## Work task
Only the lines from the one containing "let capacity = config.capacity.unwrap_or(DEFAULT_CAPACITY);" to the end of the data are wanted; print them exactly as they appear.
** Records provided follows **
//! # Mock Builder & Testing Guide
//!
//! [`MockBuilder`] is a [`WorkerBuilder`] for tests. It records every snapshot it is asked
//! to build from, can be scripted to fail, and can be slowed down to widen race windows.
//! Clones share state, so a test keeps one clone for assertions and hands the other to the
//! supervisor.
//!
//! ## When to use the mock vs a real builder
//!
//! | Need | MockBuilder | Real builder |
//! |------|-------------|--------------|
//! | **Count builds** | `call_count()` | not observable |
//! | **Inject failures** | `fail_next(..)` | requires a broken config |
//! | **Concurrency checks** | `with_delay(..)` + `max_concurrent()` | timing dependent |
//!
//! ## Example
//!
//! ```rust
//! use worker_framework::mock::MockBuilder;
//! use worker_framework::{ActionTable, BuildError, ConfigSource, RuntimeConfig, Supervisor, Worker};
//!
//! struct Noop;
//!
//! impl Worker for Noop {
//!     fn actions(_table: &mut ActionTable<Self>) {}
//! }
//!
//! #[tokio::main]
//! async fn main() {
//!     let supervisor = Supervisor::new(RuntimeConfig::default());
//!     let builder = MockBuilder::new(|_| Ok(Noop));
//!     builder.fail_next(BuildError::Failed("pool exhausted".into()));
//!
//!     let resource = supervisor
//!         .register("noop", "main", builder.clone(), ConfigSource::None)
//!         .unwrap();
//!     let state = resource.start().await.unwrap();
//!
//!     assert!(!state.is_active());
//!     assert_eq!(builder.call_count(), 1);
//! }
//! ```

use crate::config::ConfigSnapshot;
use crate::error::BuildError;
use crate::worker::{Worker, WorkerBuilder};
use std::collections::VecDeque;
use std::sync::atomic::{AtomicUsize, Ordering};
use std::sync::{Arc, Mutex, MutexGuard};
use std::time::Duration;

type Factory<W> = Box<dyn Fn(&ConfigSnapshot) -> Result<W, BuildError> + Send + Sync>;

struct MockState<W> {
    factory: Factory<W>,
    failures: Mutex<VecDeque<BuildError>>,
    calls: Mutex<Vec<ConfigSnapshot>>,
    delay: Mutex<Duration>,
    active: AtomicUsize,
    max_active: AtomicUsize,
}

pub struct MockBuilder<W> {
    state: Arc<MockState<W>>,
}

impl<W> Clone for MockBuilder<W> {
    fn clone(&self) -> Self {
        Self {
            state: self.state.clone(),
        }
    }
}

fn lock<T>(mutex: &Mutex<T>) -> MutexGuard<'_, T> {
    mutex.lock().unwrap_or_else(|poisoned| poisoned.into_inner())
}

impl<W: Worker> MockBuilder<W> {
    /// Builds workers with `factory` unless a scripted failure is pending.
    pub fn new<F>(factory: F) -> Self
    where
        F: Fn(&ConfigSnapshot) -> Result<W, BuildError> + Send + Sync + 'static,
    {
        Self {
            state: Arc::new(MockState {
                factory: Box::new(factory),
                failures: Mutex::new(VecDeque::new()),
                calls: Mutex::new(Vec::new()),
                delay: Mutex::new(Duration::ZERO),
                active: AtomicUsize::new(0),
                max_active: AtomicUsize::new(0),
            }),
        }
    }

    /// The next build returns `error`. Calls queue up in order.
    pub fn fail_next(&self, error: BuildError) -> &Self {
        lock(&self.state.failures).push_back(error);
        self
    }

    /// Every build blocks for `delay` before producing its result.
    pub fn with_delay(self, delay: Duration) -> Self {
        *lock(&self.state.delay) = delay;
        self
    }

    pub fn calls(&self) -> Vec<ConfigSnapshot> {
        lock(&self.state.calls).clone()
    }

    pub fn call_count(&self) -> usize {
        lock(&self.state.calls).len()
    }

    /// Highest number of builds that ran at the same time.
    pub fn max_concurrent(&self) -> usize {
        self.state.max_active.load(Ordering::SeqCst)
    }
}

impl<W: Worker> WorkerBuilder for MockBuilder<W> {
    type Worker = W;

    fn build(&self, config: &ConfigSnapshot) -> Result<W, BuildError> {
        let state = &self.state;
        lock(&state.calls).push(config.clone());
        let running = state.active.fetch_add(1, Ordering::SeqCst) + 1;
        state.max_active.fetch_max(running, Ordering::SeqCst);

        let delay = *lock(&state.delay);
        if !delay.is_zero() {
            std::thread::sleep(delay);
        }

        let scripted = lock(&state.failures).pop_front();
        let outcome = match scripted {
            Some(error) => Err(error),
            None => (state.factory)(config),
        };
        state.active.fetch_sub(1, Ordering::SeqCst);
        outcome
    }
}
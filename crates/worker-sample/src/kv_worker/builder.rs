use super::worker::KeyValueWorker;
use serde::Deserialize;
use tracing::info;
use worker_framework::{BuildError, ConfigSnapshot, WorkerBuilder};

pub const DEFAULT_CAPACITY: usize = 10_000;

/// Shape of `kv_<name>.json`.
#[derive(Debug, Clone, Deserialize)]
pub struct KvConfig {
    pub vendor: String,
    #[serde(default)]
    pub capacity: Option<usize>,
    #[serde(default)]
    pub namespace: String,
}

/// Builds a [`KeyValueWorker`] from `{"vendor": "memory", "capacity": n, "namespace": p}`.
#[derive(Debug, Clone, Copy, Default)]
pub struct KeyValueBuilder;

impl WorkerBuilder for KeyValueBuilder {
    type Worker = KeyValueWorker;

    fn build(&self, config: &ConfigSnapshot) -> Result<KeyValueWorker, BuildError> {
        let config: KvConfig = config.deserialize()?;
        if !config.vendor.eq_ignore_ascii_case("memory") {
            return Err(BuildError::Unsupported(config.vendor));
        }
        let capacity = config.capacity.unwrap_or(DEFAULT_CAPACITY);
        if capacity == 0 {
            return Err(BuildError::Invalid("capacity must be positive".into()));
        }

        info!(namespace = %config.namespace, capacity, "building key-value store");
        Ok(KeyValueWorker::new(config.namespace, capacity))
    }
}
** End of Records provided **
## Response
        let capacity = config.capacity.unwrap_or(DEFAULT_CAPACITY);
        if capacity == 0 {
            return Err(BuildError::Invalid("capacity must be positive".into()));
        }

        info!(namespace = %config.namespace, capacity, "building key-value store");
        Ok(KeyValueWorker::new(config.namespace, capacity))
    }
}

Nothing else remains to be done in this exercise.